Washburn describes black press’ WWII Double V campaign
Between constant FBI harassment and surveillance, black reporters in the first half of the 20th century had their jobs as advocates for the black community cut out for them.
Patrick Washburn, professor emeritus at Ohio University and one of the nation’s leading researchers of the black press, spoke with students in Ernie Pyle Hall on Monday night about how black newspapers toppled the pillars of institutional racism one at a time — and why their success has, until recently, been forgotten.
“Most people haven’t read this kind of thing or heard this type of thing,” Washburn said. He hadn’t heard of a single black newspaper himself until he started researching the topic as a part of his doctoral dissertation in mass communications at Indiana University in 1984, where he also had earned a master’s degree in journalism in 1973.
After several requests for several thousands of documents from the federal government and interviews with black reporters, Washburn found that papers like the Pittsburgh Courier and the Chicago Defender not only advocated for radical changes in the American racial order, but turned a profit at the same time.
Washburn told students about the Double V Campaign, which was launched by the Courier in February of 1942 as America entered World War II. The V stands for victory, and its goal was for America to win the war against the Germans, Japanese and Italians, and against institutional racism at home.
“In the South, you still had blacks being lynched, you still had blacks and whites paying poll taxes, except blacks couldn’t afford the poll tax,” Washburn said. “So they started saying ‘Let’s have a double victory.’”
The campaign spread to several other newspapers, and it became a national sensation. Celebrities took pictures holding up two Vs. Women began sewing Vs into their clothing. Some fashioned their hair into the shape of Vs. By the summer of that year, 200,000 people joined the Double V movement by sending the Pittsburgh Courier five cents.
“As the black press was pointing out this inequality and that inequality, the government started to get nervous,” Washburn said. “They were worried because until August of 1942, the government wasn’t sure if they could win (the war) without 10 percent of the population.”
Blacks made up 10 percent of the population of the United States. But it wasn’t easy for black Americans to directly help the war effort. Black Americans who enlisted found the Coast Guard, the Marine Corps and the Army Air Corps outright refused black recruits.
Blacks had two options: Serve in the Navy as cooks or join the Army. But the Army limited its black forces at only 10 percent, proportional to the U.S. black population. For every nine white soldiers enlisted, the Army could enlist one black recruit.

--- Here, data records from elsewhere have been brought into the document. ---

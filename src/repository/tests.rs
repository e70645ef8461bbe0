//! Repository Integration Tests
//!
//! Tests for SqlitePreferenceStore with in-memory and file-backed SQLite.

#[cfg(test)]
mod tests {
    use crate::domain::{
        DomainError, Element, PreferenceDocument, Scope, TreeLayout, UserId, SCHEMA_VERSION,
    };
    use crate::repository::{init_db, PreferenceStore, SqlitePreferenceStore};
    use rusqlite::params;
    use std::path::PathBuf;

    async fn setup_test_db() -> SqlitePreferenceStore {
        // Use in-memory database for tests
        let db_path = PathBuf::from(":memory:");
        let db_state = init_db(&db_path).await.expect("Failed to init test DB");
        SqlitePreferenceStore::new(db_state.conn.clone())
    }

    fn user() -> UserId {
        UserId::new("jon.doe")
    }

    fn columns() -> PreferenceDocument {
        PreferenceDocument::Flat(vec![
            Element::new("email", "Email", true),
            Element::new("id", "ID", false),
        ])
    }

    #[tokio::test]
    async fn test_load_missing_is_none() {
        let repo = setup_test_db().await;
        let loaded = repo.load(&user(), &Scope::AppIndex).await.expect("Load failed");
        assert!(loaded.is_none());
    }

    #[tokio::test]
    async fn test_save_then_load() {
        let repo = setup_test_db().await;
        let scope = Scope::list_view("users", "user");

        repo.save(&user(), &scope, &columns()).await.expect("Save failed");

        let loaded = repo.load(&user(), &scope).await.expect("Load failed");
        assert_eq!(loaded, Some(columns()));
        assert!(repo.updated_at(&user(), &scope).await.unwrap().unwrap() > 0);
    }

    #[tokio::test]
    async fn test_save_overwrites_wholesale() {
        let repo = setup_test_db().await;
        let scope = Scope::list_view("users", "user");

        repo.save(&user(), &scope, &columns()).await.unwrap();
        let replacement = PreferenceDocument::Flat(vec![Element::new("role", "Role", true)]);
        repo.save(&user(), &scope, &replacement).await.unwrap();

        assert_eq!(repo.load(&user(), &scope).await.unwrap(), Some(replacement));
    }

    #[tokio::test]
    async fn test_documents_are_per_user_and_scope() {
        let repo = setup_test_db().await;
        let scope = Scope::list_view("users", "user");

        repo.save(&user(), &scope, &columns()).await.unwrap();

        let other_user = repo.load(&UserId::new("jane.doe"), &scope).await.unwrap();
        let other_scope = repo.load(&user(), &Scope::list_view("blog", "post")).await.unwrap();
        assert!(other_user.is_none());
        assert!(other_scope.is_none());
    }

    #[tokio::test]
    async fn test_invalid_save_leaves_state_untouched() {
        let repo = setup_test_db().await;
        let scope = Scope::list_view("users", "user");
        repo.save(&user(), &scope, &columns()).await.unwrap();

        let duplicate = PreferenceDocument::Flat(vec![
            Element::new("id", "ID", true),
            Element::new("id", "ID", false),
        ]);
        let err = repo.save(&user(), &scope, &duplicate).await.unwrap_err();

        assert!(matches!(err, DomainError::Validation(_)));
        assert_eq!(repo.load(&user(), &scope).await.unwrap(), Some(columns()));
    }

    #[tokio::test]
    async fn test_wrong_shape_is_rejected_on_save() {
        let repo = setup_test_db().await;
        let err = repo.save(&user(), &Scope::AppIndex, &columns()).await.unwrap_err();
        assert!(matches!(err, DomainError::Validation(_)));
    }

    #[tokio::test]
    async fn test_corrupt_row_loads_as_none() {
        let scope = Scope::AppIndex;
        let db_state = init_db(&PathBuf::from(":memory:")).await.unwrap();
        let repo = SqlitePreferenceStore::new(db_state.conn.clone());
        {
            let guard = db_state.conn.lock().await;
            let conn = guard.as_ref().unwrap();
            conn.execute(
                "INSERT INTO layout_preferences (user_id, scope_key, kind, schema_version, document)
                 VALUES (?1, ?2, 'tree', ?3, ?4)",
                params!["jon.doe", scope.key(), SCHEMA_VERSION, r#"{"app_list": "nope"}"#],
            )
            .unwrap();
        }

        assert!(repo.load(&user(), &scope).await.unwrap().is_none());
        assert!(repo.load_row(&user(), &scope).await.unwrap().is_some());
    }

    #[tokio::test]
    async fn test_tree_document_round_trip() {
        let repo = setup_test_db().await;
        let tree = TreeLayout::default()
            .with_app_list(vec![Element::new("blog", "Blog", false)])
            .with_model_list("blog", vec![Element::new("Post", "Posts", true)]);
        let doc = PreferenceDocument::Tree(tree);

        repo.save(&user(), &Scope::AppIndex, &doc).await.unwrap();

        assert_eq!(repo.load(&user(), &Scope::AppIndex).await.unwrap(), Some(doc));
    }

    #[tokio::test]
    async fn test_file_backed_db_persists_across_connections() {
        let dir = tempfile::tempdir().unwrap();
        let path = dir.path().join("flexlist.db");
        let scope = Scope::list_view("users", "user");

        {
            let state = init_db(&path).await.unwrap();
            let repo = SqlitePreferenceStore::new(state.conn.clone());
            repo.save(&user(), &scope, &columns()).await.unwrap();
        }

        let state = init_db(&path).await.unwrap();
        let repo = SqlitePreferenceStore::new(state.conn.clone());
        assert_eq!(repo.load(&user(), &scope).await.unwrap(), Some(columns()));
    }

    #[tokio::test]
    async fn test_last_write_wins() {
        let repo = setup_test_db().await;
        let scope = Scope::list_view("users", "user");
        let first = PreferenceDocument::Flat(vec![Element::new("a", "A", true)]);
        let second = PreferenceDocument::Flat(vec![Element::new("b", "B", true)]);

        repo.save(&user(), &scope, &first).await.unwrap();
        repo.save(&user(), &scope, &second).await.unwrap();

        assert_eq!(repo.load(&user(), &scope).await.unwrap(), Some(second));
    }
}
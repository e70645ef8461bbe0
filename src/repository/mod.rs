//! Repository Layer
//!
//! Preference storage abstractions and implementations.

mod db;
mod memory_repo;
mod preference_repo;
mod traits;

#[cfg(test)]
mod tests;

pub use db::{init_db, DbState};
pub use memory_repo::InMemoryPreferenceStore;
pub use preference_repo::SqlitePreferenceStore;
pub use traits::{PreferenceStore, StoredRow};
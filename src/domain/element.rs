//! Element Types
//!
//! An element is one reorderable, hideable entry: a list column, an app on
//! the index page, or a model inside an app.

use serde::{Deserialize, Serialize};

use super::describe;

/// A named entry with its display label and visibility.
///
/// This is also the stored representation, so unknown keys are rejected.
#[derive(Debug, Clone, PartialEq, Eq, Serialize, Deserialize)]
#[serde(deny_unknown_fields)]
pub struct Element {
    /// Identity within its sibling list
    pub name: String,
    /// Display label; always refreshed from the live source when read
    pub description: String,
    pub visible: bool,
}

impl Element {
    pub fn new(name: impl Into<String>, description: impl Into<String>, visible: bool) -> Self {
        Self {
            name: name.into(),
            description: description.into(),
            visible,
        }
    }

    /// Visible element built from a live source entry
    pub fn from_source(source: &SourceElement) -> Self {
        Self::new(source.name.clone(), source.description.clone(), true)
    }
}

/// An entry as reported by the authoritative source (no visibility)
#[derive(Debug, Clone, PartialEq, Eq, Serialize, Deserialize)]
pub struct SourceElement {
    pub name: String,
    pub description: String,
}

impl SourceElement {
    pub fn new(name: impl Into<String>, description: impl Into<String>) -> Self {
        Self {
            name: name.into(),
            description: description.into(),
        }
    }

    /// Entry whose label is inferred from the name (`created_at` -> `Created At`)
    pub fn from_name(name: impl Into<String>) -> Self {
        let name = name.into();
        let description = describe::default_description(&name);
        Self { name, description }
    }

    /// List column entry labelled the way the console labels columns
    pub fn column(name: impl Into<String>, label: Option<&str>, model_verbose_name: Option<&str>) -> Self {
        let name = name.into();
        let description = describe::column_description(&name, label, model_verbose_name);
        Self { name, description }
    }
}

/// One submitted entry of an edit: name and requested visibility.
///
/// A `description` sent by the client is accepted and ignored.
#[derive(Debug, Clone, PartialEq, Eq, Serialize, Deserialize)]
pub struct ElementEdit {
    pub name: String,
    pub visible: bool,
}

impl ElementEdit {
    pub fn new(name: impl Into<String>, visible: bool) -> Self {
        Self {
            name: name.into(),
            visible,
        }
    }
}

impl From<&Element> for ElementEdit {
    fn from(element: &Element) -> Self {
        Self::new(element.name.clone(), element.visible)
    }
}

#[cfg(test)]
mod tests {
    use super::*;

    #[test]
    fn test_element_rejects_unknown_keys() {
        let json = r#"{"name":"id","description":"ID","visible":true,"width":3}"#;
        assert!(serde_json::from_str::<Element>(json).is_err());
    }

    #[test]
    fn test_element_requires_boolean_visibility() {
        let json = r#"{"name":"id","description":"ID","visible":"yes"}"#;
        assert!(serde_json::from_str::<Element>(json).is_err());
    }

    #[test]
    fn test_edit_ignores_client_description() {
        let json = r#"{"name":"email","description":"Hacked","visible":false}"#;
        let edit: ElementEdit = serde_json::from_str(json).unwrap();
        assert_eq!(edit, ElementEdit::new("email", false));
    }

    #[test]
    fn test_source_from_name_infers_label() {
        let source = SourceElement::from_name("created_at");
        assert_eq!(source.description, "Created At");
    }

    #[test]
    fn test_source_column_labels() {
        assert_eq!(SourceElement::column("email", Some(" e-mail "), None).description, "E-Mail");
        assert_eq!(SourceElement::column("__str__", None, Some("blog post")).description, "Blog Post");
        assert_eq!(SourceElement::column("is_staff", None, None).description, "Is Staff");
    }
}
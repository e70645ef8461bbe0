//! Authoritative Source
//!
//! The host console decides what exists: which apps and models the user may
//! see, and which columns a model's list view declares. The engine never
//! caches these answers beyond one request.

use async_trait::async_trait;
use std::sync::RwLock;

use crate::domain::{DomainError, DomainResult, ModelRef, SourceElement};
use crate::reconcile::RequestContext;

/// Ground-truth listings, already filtered by the host's own permissions
#[async_trait]
pub trait AuthoritativeSource: Send + Sync {
    /// Apps on the index page, in display order
    async fn app_list(&self, ctx: &RequestContext) -> DomainResult<Vec<SourceElement>>;

    /// Models of one app, in display order
    async fn model_list(
        &self,
        ctx: &RequestContext,
        app_label: &str,
    ) -> DomainResult<Vec<SourceElement>>;

    /// Declared list-view columns of a model, or `None` when the model does
    /// not expose a customizable list view
    async fn list_display(
        &self,
        ctx: &RequestContext,
        model: &ModelRef,
    ) -> DomainResult<Option<Vec<SourceElement>>>;
}

#[derive(Debug, Clone)]
struct StaticModel {
    entry: SourceElement,
    list_display: Option<Vec<SourceElement>>,
}

#[derive(Debug, Clone)]
struct StaticApp {
    entry: SourceElement,
    models: Vec<StaticModel>,
}

/// Fixed registry of apps, models and columns.
///
/// Suits hosts whose registry is known at startup; it can be changed at
/// runtime to reflect deployments that add, rename or remove entries.
#[derive(Default)]
pub struct StaticSource {
    apps: RwLock<Vec<StaticApp>>,
}

impl StaticSource {
    pub fn new() -> Self {
        Self::default()
    }

    pub fn with_app(self, app_label: &str, description: &str) -> Self {
        self.add_app(app_label, description);
        self
    }

    pub fn with_model(self, app_label: &str, model: &str, description: &str) -> Self {
        self.add_model(app_label, model, description);
        self
    }

    pub fn with_list_display(self, app_label: &str, model: &str, columns: Vec<SourceElement>) -> Self {
        self.set_list_display(app_label, model, Some(columns));
        self
    }

    pub fn add_app(&self, app_label: &str, description: &str) {
        if let Ok(mut apps) = self.apps.write() {
            let label = app_label.to_lowercase();
            match apps.iter_mut().find(|app| app.entry.name == label) {
                Some(app) => app.entry.description = description.to_string(),
                None => apps.push(StaticApp {
                    entry: SourceElement::new(label, description),
                    models: Vec::new(),
                }),
            }
        }
    }

    pub fn remove_app(&self, app_label: &str) {
        if let Ok(mut apps) = self.apps.write() {
            let label = app_label.to_lowercase();
            apps.retain(|app| app.entry.name != label);
        }
    }

    /// Add a model (or relabel it); the app is created if missing
    pub fn add_model(&self, app_label: &str, model: &str, description: &str) {
        let label = app_label.to_lowercase();
        if !self.has_app(&label) {
            self.add_app(&label, &crate::domain::default_description(&label));
        }
        if let Ok(mut apps) = self.apps.write() {
            if let Some(app) = apps.iter_mut().find(|app| app.entry.name == label) {
                match app.models.iter_mut().find(|m| m.entry.name == model) {
                    Some(existing) => existing.entry.description = description.to_string(),
                    None => app.models.push(StaticModel {
                        entry: SourceElement::new(model, description),
                        list_display: None,
                    }),
                }
            }
        }
    }

    pub fn remove_model(&self, app_label: &str, model: &str) {
        let label = app_label.to_lowercase();
        if let Ok(mut apps) = self.apps.write() {
            if let Some(app) = apps.iter_mut().find(|app| app.entry.name == label) {
                app.models.retain(|m| m.entry.name != model);
            }
        }
    }

    /// Declare (or clear) the list-view columns of an existing model
    pub fn set_list_display(&self, app_label: &str, model: &str, columns: Option<Vec<SourceElement>>) {
        let target = ModelRef::new(app_label, model);
        if let Ok(mut apps) = self.apps.write() {
            let found = apps
                .iter_mut()
                .filter(|app| app.entry.name == target.app_label)
                .flat_map(|app| app.models.iter_mut())
                .find(|m| m.entry.name.to_lowercase() == target.model_name);
            if let Some(found) = found {
                found.list_display = columns;
            }
        }
    }

    fn has_app(&self, label: &str) -> bool {
        self.apps
            .read()
            .map(|apps| apps.iter().any(|app| app.entry.name == label))
            .unwrap_or(false)
    }

    fn read_apps(&self) -> DomainResult<std::sync::RwLockReadGuard<'_, Vec<StaticApp>>> {
        self.apps
            .read()
            .map_err(|_| DomainError::AdapterUnavailable("registry lock poisoned".to_string()))
    }
}

#[async_trait]
impl AuthoritativeSource for StaticSource {
    async fn app_list(&self, _ctx: &RequestContext) -> DomainResult<Vec<SourceElement>> {
        let apps = self.read_apps()?;
        Ok(apps.iter().map(|app| app.entry.clone()).collect())
    }

    async fn model_list(
        &self,
        _ctx: &RequestContext,
        app_label: &str,
    ) -> DomainResult<Vec<SourceElement>> {
        let label = app_label.to_lowercase();
        let apps = self.read_apps()?;
        let app = apps
            .iter()
            .find(|app| app.entry.name == label)
            .ok_or_else(|| DomainError::AdapterUnavailable(format!("unknown app '{}'", label)))?;
        Ok(app.models.iter().map(|m| m.entry.clone()).collect())
    }

    async fn list_display(
        &self,
        _ctx: &RequestContext,
        model: &ModelRef,
    ) -> DomainResult<Option<Vec<SourceElement>>> {
        let apps = self.read_apps()?;
        let found = apps
            .iter()
            .filter(|app| app.entry.name == model.app_label)
            .flat_map(|app| app.models.iter())
            .find(|m| m.entry.name.to_lowercase() == model.model_name)
            .ok_or_else(|| DomainError::AdapterUnavailable(format!("unknown model '{}'", model)))?;
        Ok(found.list_display.clone())
    }
}

#[cfg(test)]
mod tests {
    use super::*;
    use crate::domain::UserId;

    fn ctx() -> RequestContext {
        RequestContext::new(UserId::new("jane.doe"))
    }

    fn registry() -> StaticSource {
        StaticSource::new()
            .with_app("Blog", "Blog")
            .with_model("blog", "Post", "Posts")
            .with_list_display("blog", "Post", vec![SourceElement::from_name("title")])
            .with_model("users", "User", "Users")
    }

    #[tokio::test]
    async fn test_lists_in_registration_order() {
        let source = registry();
        let apps = source.app_list(&ctx()).await.unwrap();
        let names: Vec<_> = apps.iter().map(|a| a.name.as_str()).collect();
        assert_eq!(names, vec!["blog", "users"]);
        assert_eq!(apps[1].description, "Users");
    }

    #[tokio::test]
    async fn test_list_display_opt_in() {
        let source = registry();
        let post = source.list_display(&ctx(), &ModelRef::new("blog", "post")).await.unwrap();
        let user = source.list_display(&ctx(), &ModelRef::new("users", "user")).await.unwrap();
        assert_eq!(post.unwrap()[0].description, "Title");
        assert!(user.is_none());
    }

    #[tokio::test]
    async fn test_unknown_app_is_unavailable() {
        let err = registry().model_list(&ctx(), "shop").await.unwrap_err();
        assert!(matches!(err, DomainError::AdapterUnavailable(_)));
    }

    #[tokio::test]
    async fn test_runtime_changes_are_visible() {
        let source = registry();
        source.remove_model("blog", "Post");
        source.add_model("blog", "Comment", "Comments");
        let models = source.model_list(&ctx(), "blog").await.unwrap();
        assert_eq!(models, vec![SourceElement::new("Comment", "Comments")]);
    }
}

Initially, blacks weren’t allowed to donate blood. When this later changed, the donated blood could be given only to a black person.
The FBI started putting pressure on the black press, Washburn said. Agents sat outside the offices of the Pittsburgh Courier and monitored everyone who came and went. Agents routinely threatened editors with investigations and legal action to silence them. More subtly, the FBI had the newspaper delivered to their offices to send the message that they were keeping an eye on them.
But by the end of the war, the Pittsburgh Courier circulation almost had doubled, from 190,000 to 350,000, and the White House press corps welcomed its first black journalist. Businesses were opting to advertise in black newspapers, which was virtually unheard of before the start of the World War II.
Washburn said a columnist for the Pittsburgh Courier wrote in 1942 that “When the war ends, the colored American will be better off financially, spiritually and economically. War may be hell for some, but it works well to open up the portals of heaven for us.”
“And that’s what happened in World War II,” Washburn said. “Blacks got a lot of rights that they didn’t have before.”
Washburn’s lecture was the result of junior Daion Morton’s curiosity. A student in J418 Footsteps of Ernie Pyle, a class that examines World War II from a journalist’s perspective, Morton contacted Washburn after talking with associate professor Mike Conway about the lack of information on journalists of color in WWII.
Washburn said he agrees that there’s not enough research on the topic, but he also said that’s changing.
“The things I’ve seen in mass communications in the past 20 years is that there’s a lot more being written about blacks and a lot more being written about women,” Washburn said. “And now those are becoming topics that are written about.”